De-scaling Geneac

On July 8th, 2018, I made the first commit to Geneac. From the beginning, a conscious design decision was made to use “off-the-shelf” components for the project, such as using the Administrate gem as the editor interface. I also optimized for deploying to Heroku, which was free and came with Postgres and Redis. Frickin’ sweet! Heroku also encouraged good web app development patterns that shaped how I think about scalable web apps - for one, don’t save to disk! Use a storage service like AWS S3 or Azure Blob Store!

Unsurprisingly, Heroku stopped offering their free tier a few years ago (you know, right around the time that crypto mining was all the rage.) In the time since, I’ve bounced my own copy of Geneac between VMs both in and out of the cloud. The ability to move Geneac around was also a key design goal - or, if not move exactly, then import & export data easily.

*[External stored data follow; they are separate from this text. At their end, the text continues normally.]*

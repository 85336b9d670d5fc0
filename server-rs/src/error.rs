use axum::{
    http::{HeaderValue, StatusCode},
    response::{IntoResponse, Response},
    Json,
};
use serde::Serialize;
use serde_json::json;

#[derive(Debug, thiserror::Error)]
pub enum AppError {
    #[error("Bad request: {0}")]
    BadRequest(String),

    #[error("Unauthorized: {0}")]
    Unauthorized(String),

    #[error("Forbidden: {0}")]
    Forbidden(String),

    #[error("Not found: {0}")]
    NotFound(String),

    #[error("Rate limited")]
    RateLimited { limit: u32, retry_after_secs: u64 },

    #[error("Service unavailable: {0}")]
    ServiceUnavailable(String),

    #[error("Database error: {0}")]
    Database(#[from] sqlx::Error),

    #[error("Redis error: {0}")]
    Redis(#[from] redis::RedisError),

    #[error("JWT error: {0}")]
    Jwt(#[from] jsonwebtoken::errors::Error),

    #[error("Internal error: {0}")]
    Internal(String),
}

impl AppError {
    pub fn status(&self) -> StatusCode {
        match self {
            AppError::BadRequest(_) => StatusCode::BAD_REQUEST,
            AppError::Unauthorized(_) | AppError::Jwt(_) => StatusCode::UNAUTHORIZED,
            AppError::Forbidden(_) => StatusCode::FORBIDDEN,
            AppError::NotFound(_) => StatusCode::NOT_FOUND,
            AppError::RateLimited { .. } => StatusCode::TOO_MANY_REQUESTS,
            AppError::ServiceUnavailable(_) => StatusCode::SERVICE_UNAVAILABLE,
            AppError::Database(_) | AppError::Redis(_) | AppError::Internal(_) => {
                StatusCode::INTERNAL_SERVER_ERROR
            }
        }
    }

    /// Message safe to show the end user. Storage and internal causes are
    /// logged here and replaced by a generic message.
    pub fn public_message(&self) -> String {
        match self {
            AppError::BadRequest(msg)
            | AppError::Unauthorized(msg)
            | AppError::Forbidden(msg)
            | AppError::NotFound(msg)
            | AppError::ServiceUnavailable(msg) => msg.clone(),
            AppError::RateLimited { .. } => "Rate limit exceeded. Try again later.".to_string(),
            AppError::Jwt(_) => "Invalid token".to_string(),
            AppError::Database(e) => {
                tracing::error!("Database error: {e}");
                "Internal server error".to_string()
            }
            AppError::Redis(e) => {
                tracing::error!("Redis error: {e}");
                "Internal server error".to_string()
            }
            AppError::Internal(msg) => {
                tracing::error!("Internal error: {msg}");
                "Internal server error".to_string()
            }
        }
    }
}

impl IntoResponse for AppError {
    fn into_response(self) -> Response {
        let status = self.status();
        let body = json!({
            "success": false,
            "error": self.public_message(),
            "status": status.as_u16(),
        });
        let mut response = (status, Json(body)).into_response();

        if let AppError::RateLimited {
            limit,
            retry_after_secs,
        } = self
        {
            let headers = response.headers_mut();
            headers.insert("x-ratelimit-limit", HeaderValue::from(limit));
            headers.insert("x-ratelimit-remaining", HeaderValue::from_static("0"));
            headers.insert("retry-after", HeaderValue::from(retry_after_secs));
        }
        response
    }
}

/// Success half of the response envelope.
pub fn ok<T: Serialize>(data: T) -> Json<serde_json::Value> {
    Json(json!({
        "success": true,
        "data": data,
        "status": StatusCode::OK.as_u16(),
    }))
}

pub type AppResult<T> = Result<T, AppError>;
use uuid::Uuid;

use crate::error::{AppError, AppResult};
use crate::models::{ImportedGame, ImportedGamePatch};
use crate::store::LibraryStore;

fn game_not_found() -> AppError {
    AppError::NotFound("Imported game not found".into())
}

/// Soft-deletes one of the user's live records. A later sync recreates it.
pub async fn dismiss_game(store: &dyn LibraryStore, user_id: Uuid, game_id: Uuid) -> AppResult<()> {
    if !store.soft_delete_imported_game(user_id, game_id).await? {
        return Err(game_not_found());
    }
    tracing::info!(user_id = %user_id, game_id = %game_id, "Imported game dismissed");
    Ok(())
}

pub async fn patch_game(
    store: &dyn LibraryStore,
    user_id: Uuid,
    game_id: Uuid,
    patch: ImportedGamePatch,
) -> AppResult<ImportedGame> {
    if patch.is_empty() {
        return Err(AppError::BadRequest("Nothing to update".into()));
    }
    if patch.name.as_deref().is_some_and(|n| n.trim().is_empty()) {
        return Err(AppError::BadRequest("Name cannot be empty".into()));
    }

    store
        .patch_imported_game(user_id, game_id, &patch)
        .await?
        .ok_or_else(game_not_found)
}
pub mod auth;
pub mod rate_limit;

pub use auth::*;
pub use rate_limit::*;
pub mod imported_game;
pub mod user;

pub use imported_game::*;
pub use user::*;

Here’s the thing though: this is not actually easy. The current version of Geneac can create export files with HTML files for each note, image files for each uploaded image, and JSON files for the other structured data. The HTML files need an unfortunate amount of preprocessing to get to a nice-enough state to view on their own - to say nothing of the special handling they need to get them back into Geneac, should you try to restore from a backup.

So, I’ve found it easier to just run big SQL dumps with pg_dump and full storage dumps with rclone to get all the raw data material and execute/reupload on the target database and storage bucket. Hmm, can this be the official way to do backups? Kind of, but not really. If you’re using a managed database where you don’t necessarily have control over the version of Postgres you use, and you try to use the default version of pg_dump inside the application container, you won’t be able to run it unless the versions match! Dang.

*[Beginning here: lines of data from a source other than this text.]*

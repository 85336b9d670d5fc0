use async_trait::async_trait;
use chrono::{DateTime, Utc};
use sqlx::{PgPool, Postgres, QueryBuilder};
use uuid::Uuid;

use super::{LibraryStore, UpsertOutcome};
use crate::error::AppResult;
use crate::models::{
    ImportedGame, ImportedGamePatch, LinkedAccount, LinkedAccountRow, OwnedGame, Storefront,
    IMPORTED_GAME_COLUMNS,
};
use crate::services::library_query::{LibraryQuery, ResultPage};

#[derive(Clone)]
pub struct PgStore {
    pool: PgPool,
}

impl PgStore {
    pub fn new(pool: PgPool) -> Self {
        Self { pool }
    }
}

#[async_trait]
impl LibraryStore for PgStore {
    async fn ping(&self) -> bool {
        sqlx::query("SELECT 1").execute(&self.pool).await.is_ok()
    }

    async fn find_linked_account(&self, user_id: Uuid) -> AppResult<Option<LinkedAccount>> {
        let row: Option<LinkedAccountRow> = sqlx::query_as(
            "SELECT steam_id64, steam_username, steam_avatar, steam_profile_url, steam_connected_at FROM users WHERE id = $1",
        )
        .bind(user_id)
        .fetch_optional(&self.pool)
        .await?;

        Ok(row.and_then(LinkedAccountRow::into_linked))
    }

    async fn save_linked_account(&self, user_id: Uuid, account: &LinkedAccount) -> AppResult<bool> {
        let result = sqlx::query(
            r#"UPDATE users SET
                steam_id64 = $2,
                steam_username = $3,
                steam_avatar = $4,
                steam_profile_url = $5,
                steam_connected_at = $6
            WHERE id = $1"#,
        )
        .bind(user_id)
        .bind(&account.steam_id64)
        .bind(&account.display_name)
        .bind(&account.avatar_url)
        .bind(&account.profile_url)
        .bind(account.linked_at)
        .execute(&self.pool)
        .await?;

        Ok(result.rows_affected() > 0)
    }

    async fn clear_linked_account(&self, user_id: Uuid) -> AppResult<bool> {
        let result = sqlx::query(
            r#"UPDATE users SET
                steam_id64 = NULL,
                steam_username = NULL,
                steam_avatar = NULL,
                steam_profile_url = NULL,
                steam_connected_at = NULL
            WHERE id = $1 AND steam_id64 IS NOT NULL"#,
        )
        .bind(user_id)
        .execute(&self.pool)
        .await?;

        Ok(result.rows_affected() > 0)
    }

    async fn upsert_imported_games(&self, user_id: Uuid, games: &[OwnedGame]) -> AppResult<UpsertOutcome> {
        let mut outcome = UpsertOutcome::default();
        let mut tx = self.pool.begin().await?;

        for game in games {
            // xmax is zero only for a row this statement inserted.
            let inserted: bool = sqlx::query_scalar(
                r#"INSERT INTO imported_games (
                    user_id, name, storefront, storefront_game_id,
                    playtime, playtime_windows, playtime_mac, playtime_linux,
                    img_icon_url, img_logo_url, last_played_at, match_status,
                    created_at, updated_at
                )
                VALUES ($1, $2, $3, $4, $5, $6, $7, $8, $9, $10, $11, 'PENDING', NOW(), NOW())
                ON CONFLICT (user_id, storefront, storefront_game_id) WHERE deleted_at IS NULL
                DO UPDATE SET
                    name = EXCLUDED.name,
                    playtime = EXCLUDED.playtime,
                    playtime_windows = EXCLUDED.playtime_windows,
                    playtime_mac = EXCLUDED.playtime_mac,
                    playtime_linux = EXCLUDED.playtime_linux,
                    img_icon_url = EXCLUDED.img_icon_url,
                    img_logo_url = EXCLUDED.img_logo_url,
                    last_played_at = EXCLUDED.last_played_at,
                    updated_at = NOW()
                RETURNING (xmax = 0)"#,
            )
            .bind(user_id)
            .bind(&game.name)
            .bind(Storefront::Steam.as_str())
            .bind(&game.storefront_game_id)
            .bind(game.playtime_total)
            .bind(game.playtime_per_platform.windows)
            .bind(game.playtime_per_platform.mac)
            .bind(game.playtime_per_platform.linux)
            .bind(&game.icon_url)
            .bind(&game.logo_url)
            .bind(game.last_played_at())
            .fetch_one(&mut *tx)
            .await?;

            if inserted {
                outcome.created += 1;
            } else {
                outcome.updated += 1;
            }
        }

        tx.commit().await?;
        Ok(outcome)
    }

    async fn query_imported_games(
        &self,
        user_id: Uuid,
        query: &LibraryQuery,
        now: DateTime<Utc>,
    ) -> AppResult<ResultPage<ImportedGame>> {
        // Count and page must see the same snapshot.
        let mut tx = self.pool.begin().await?;
        sqlx::query("SET TRANSACTION ISOLATION LEVEL REPEATABLE READ, READ ONLY")
            .execute(&mut *tx)
            .await?;

        let total: i64 = query
            .count_sql(user_id, now)
            .build_query_scalar()
            .fetch_one(&mut *tx)
            .await?;

        let items: Vec<ImportedGame> = if total > 0 {
            query
                .page_sql(user_id, now)
                .build_query_as()
                .fetch_all(&mut *tx)
                .await?
        } else {
            Vec::new()
        };

        tx.commit().await?;
        Ok(ResultPage::new(items, total, query))
    }

    async fn count_imported_games(&self, user_id: Uuid) -> AppResult<i64> {
        let count: i64 = sqlx::query_scalar(
            "SELECT COUNT(*) FROM imported_games WHERE user_id = $1 AND deleted_at IS NULL",
        )
        .bind(user_id)
        .fetch_one(&self.pool)
        .await?;
        Ok(count)
    }

    async fn patch_imported_game(
        &self,
        user_id: Uuid,
        game_id: Uuid,
        patch: &ImportedGamePatch,
    ) -> AppResult<Option<ImportedGame>> {
        let mut qb: QueryBuilder<Postgres> =
            QueryBuilder::new("UPDATE imported_games SET updated_at = NOW()");
        if let Some(status) = patch.match_status {
            qb.push(", match_status = ").push_bind(status.as_str());
        }
        if let Some(name) = &patch.name {
            qb.push(", name = ").push_bind(name.clone());
        }
        qb.push(" WHERE id = ")
            .push_bind(game_id)
            .push(" AND user_id = ")
            .push_bind(user_id)
            .push(" AND deleted_at IS NULL RETURNING ")
            .push(IMPORTED_GAME_COLUMNS);

        let game = qb
            .build_query_as::<ImportedGame>()
            .fetch_optional(&self.pool)
            .await?;
        Ok(game)
    }

    async fn soft_delete_imported_game(&self, user_id: Uuid, game_id: Uuid) -> AppResult<bool> {
        let result = sqlx::query(
            "UPDATE imported_games SET deleted_at = NOW(), updated_at = NOW() WHERE id = $1 AND user_id = $2 AND deleted_at IS NULL",
        )
        .bind(game_id)
        .bind(user_id)
        .execute(&self.pool)
        .await?;

        Ok(result.rows_affected() > 0)
    }
}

There are a lot of these little papercuts that pop up when running a “scalable” web service like Geneac. It’s applying everything (well, most things) that I’ve learned in my professional career as a software engineer working in The Cloud:tm:. But, it’s work to maintain, and what if I just want it to be… simple?

SQLite

I switched Geneac to SQLite. In the unlikely event that you are a current user of Geneac,

Please email me, I am extremely curious
This is going to f%#* your s#*$ up.

SQLite uses a single file. Well you know what? I run my service on a single host. I can mount a volume in my Docker container with the file in it for persistence. This will work just fine.

I ran trusty pg_dump to dump my production database:

# technically I did this inside the app container using Kamal
pg_dump --host **********.**********.postgres.database.azure.com -d rysavywinz -U geneacProdAdmin -a --column-inserts --no-owner -N pg_search_documents --no-comments > dump.sql

This actually got me most of the way there. I had to turn to find-and-replace for two things in the resulting dump.sql:

Remove all uses of public. as the schema name since that doesn’t exist in the SQLite database.
Change the active_storage_blobs table entries to use the local storage type rather than the microsoft one (this can be done in an UPDATE after you migrate too.)

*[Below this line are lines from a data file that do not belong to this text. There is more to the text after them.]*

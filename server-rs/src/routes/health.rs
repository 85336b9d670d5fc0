use axum::{extract::State, Json};
use serde_json::{json, Value};

use crate::AppState;

pub async fn health(State(state): State<AppState>) -> Json<Value> {
    let store_ok = state.store.ping().await;
    let redis_ok = match &state.cache {
        Some(cache) => Some(cache.health_check().await),
        None => None,
    };

    let healthy = store_ok && redis_ok.unwrap_or(true);
    Json(json!({
        "status": if healthy { "healthy" } else { "degraded" },
        "store": store_ok,
        "redis": redis_ok,
        "steamConfigured": state.steam.is_some(),
        "timestamp": chrono::Utc::now(),
    }))
}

Then you can run sqlite my-database.db < dump.fixed.sql and you’re good to go. Make sure to update database.yml if you have to, but the default Geneac one is configured correctly now.

Full text search

pg_search is one of the killer features of Rails and Postgres, in my opinion. When I started using it, I had no idea what I was doing, I just knew I had a functional search without a lot of effort. Of course, that’s the point - it hides a lot of details to make the process look easy! Well, after 3 years of Rails and database experience at GitHub, I found that the nuts and bolts of a full text search were not that difficult. This blog post by Mario Alberto Cháve was also a big help for me. Rather than implement a model-specific search like him, though, I replicated the “multisearch”-esque feature of pg_search. This could really be its own gem, but for now, it’s wired up just in Geneac.

Kamal and Docker

Without a dependency on S3/Azure Blob Store, nor on a separate database server, deployment to a single VM is super easy. I started using Kamal a while ago, and version 2.0 comes with its own proxy which handles SSL certs - a key pain point of the 1.x series!

Putting it all together

Now, I can run bundle exec kamal deploy to deploy the latest version of Geneac. The whole thing runs on a single VM with all of the data stored in a single Docker volume, which I can easily just tar up and move somewhere else if needed. It couldn’t be simpler and I love it! Performance is not really a huge concern, but if it becomes one, scaling vertically to a larger VM is really my only option. But, if I ever want to scale out to multiple machines again, I should be able to undo these changes without much hassle!

Overall, I am happy that this setup increases my confidence in distributing Geneac as an application that others can easily self-host with Docker (or without Docker, if that’s what you want to do, I guess.)